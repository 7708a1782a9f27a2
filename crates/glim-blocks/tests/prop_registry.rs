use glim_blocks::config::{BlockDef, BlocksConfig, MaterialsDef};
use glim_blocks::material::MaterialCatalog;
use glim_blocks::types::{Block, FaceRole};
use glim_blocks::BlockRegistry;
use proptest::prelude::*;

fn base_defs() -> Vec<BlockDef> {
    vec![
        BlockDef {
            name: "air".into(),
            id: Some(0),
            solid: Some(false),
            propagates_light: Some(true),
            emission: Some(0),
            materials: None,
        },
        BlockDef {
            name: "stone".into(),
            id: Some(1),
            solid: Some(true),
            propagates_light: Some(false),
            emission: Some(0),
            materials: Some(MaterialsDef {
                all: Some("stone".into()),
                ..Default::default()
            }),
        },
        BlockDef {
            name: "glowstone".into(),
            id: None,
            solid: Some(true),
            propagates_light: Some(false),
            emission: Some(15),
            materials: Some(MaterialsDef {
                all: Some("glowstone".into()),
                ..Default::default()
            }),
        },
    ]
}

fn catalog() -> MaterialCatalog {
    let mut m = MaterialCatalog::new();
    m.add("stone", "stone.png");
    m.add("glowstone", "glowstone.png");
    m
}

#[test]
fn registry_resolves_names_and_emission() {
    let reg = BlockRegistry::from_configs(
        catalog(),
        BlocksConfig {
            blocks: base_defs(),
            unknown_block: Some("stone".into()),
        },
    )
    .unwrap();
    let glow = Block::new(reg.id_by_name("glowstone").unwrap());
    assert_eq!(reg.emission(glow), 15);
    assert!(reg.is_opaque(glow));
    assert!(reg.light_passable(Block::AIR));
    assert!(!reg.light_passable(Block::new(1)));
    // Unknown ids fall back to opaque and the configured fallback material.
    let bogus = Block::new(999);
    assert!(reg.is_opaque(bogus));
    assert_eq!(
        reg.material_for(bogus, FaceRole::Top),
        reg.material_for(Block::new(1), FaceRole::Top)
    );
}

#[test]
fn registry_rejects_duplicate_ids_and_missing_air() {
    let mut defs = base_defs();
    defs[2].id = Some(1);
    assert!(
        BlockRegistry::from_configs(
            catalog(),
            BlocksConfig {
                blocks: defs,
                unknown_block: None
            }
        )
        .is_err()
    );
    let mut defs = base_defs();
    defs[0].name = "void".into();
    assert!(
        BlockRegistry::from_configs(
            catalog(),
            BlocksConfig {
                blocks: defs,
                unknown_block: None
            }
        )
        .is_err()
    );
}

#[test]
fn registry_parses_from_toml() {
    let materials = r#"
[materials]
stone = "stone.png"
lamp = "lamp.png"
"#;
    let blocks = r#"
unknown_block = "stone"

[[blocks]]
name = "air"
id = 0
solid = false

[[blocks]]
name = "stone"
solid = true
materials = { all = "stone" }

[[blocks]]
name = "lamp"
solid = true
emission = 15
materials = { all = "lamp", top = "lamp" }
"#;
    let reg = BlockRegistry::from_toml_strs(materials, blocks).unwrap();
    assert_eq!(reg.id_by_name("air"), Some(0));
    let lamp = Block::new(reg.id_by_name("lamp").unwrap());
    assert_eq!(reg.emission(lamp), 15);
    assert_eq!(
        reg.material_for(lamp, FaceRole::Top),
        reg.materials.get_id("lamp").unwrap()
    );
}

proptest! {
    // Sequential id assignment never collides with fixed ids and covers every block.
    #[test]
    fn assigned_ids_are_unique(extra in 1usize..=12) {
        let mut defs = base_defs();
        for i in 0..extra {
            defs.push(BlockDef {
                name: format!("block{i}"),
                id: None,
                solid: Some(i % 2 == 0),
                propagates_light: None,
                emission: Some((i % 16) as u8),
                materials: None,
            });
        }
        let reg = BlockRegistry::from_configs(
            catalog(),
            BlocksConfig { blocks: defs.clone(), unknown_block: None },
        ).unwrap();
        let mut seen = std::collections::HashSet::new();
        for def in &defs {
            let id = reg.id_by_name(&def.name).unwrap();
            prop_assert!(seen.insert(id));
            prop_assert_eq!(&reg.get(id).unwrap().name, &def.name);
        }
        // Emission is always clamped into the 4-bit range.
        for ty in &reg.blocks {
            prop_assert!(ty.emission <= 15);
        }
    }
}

*-*-*

What the exercise asks:
Only the lines from the one with "let mut seen" to the end of the entries above belong in your answer. Retype them exactly.

Answer space:
        let mut seen = std::collections::HashSet::new();
        for def in &defs {
            let id = reg.id_by_name(&def.name).unwrap();
            prop_assert!(seen.insert(id));
            prop_assert_eq!(&reg.get(id).unwrap().name, &def.name);
        }
        // Emission is always clamped into the 4-bit range.
        for ty in &reg.blocks {
            prop_assert!(ty.emission <= 15);
        }
    }
}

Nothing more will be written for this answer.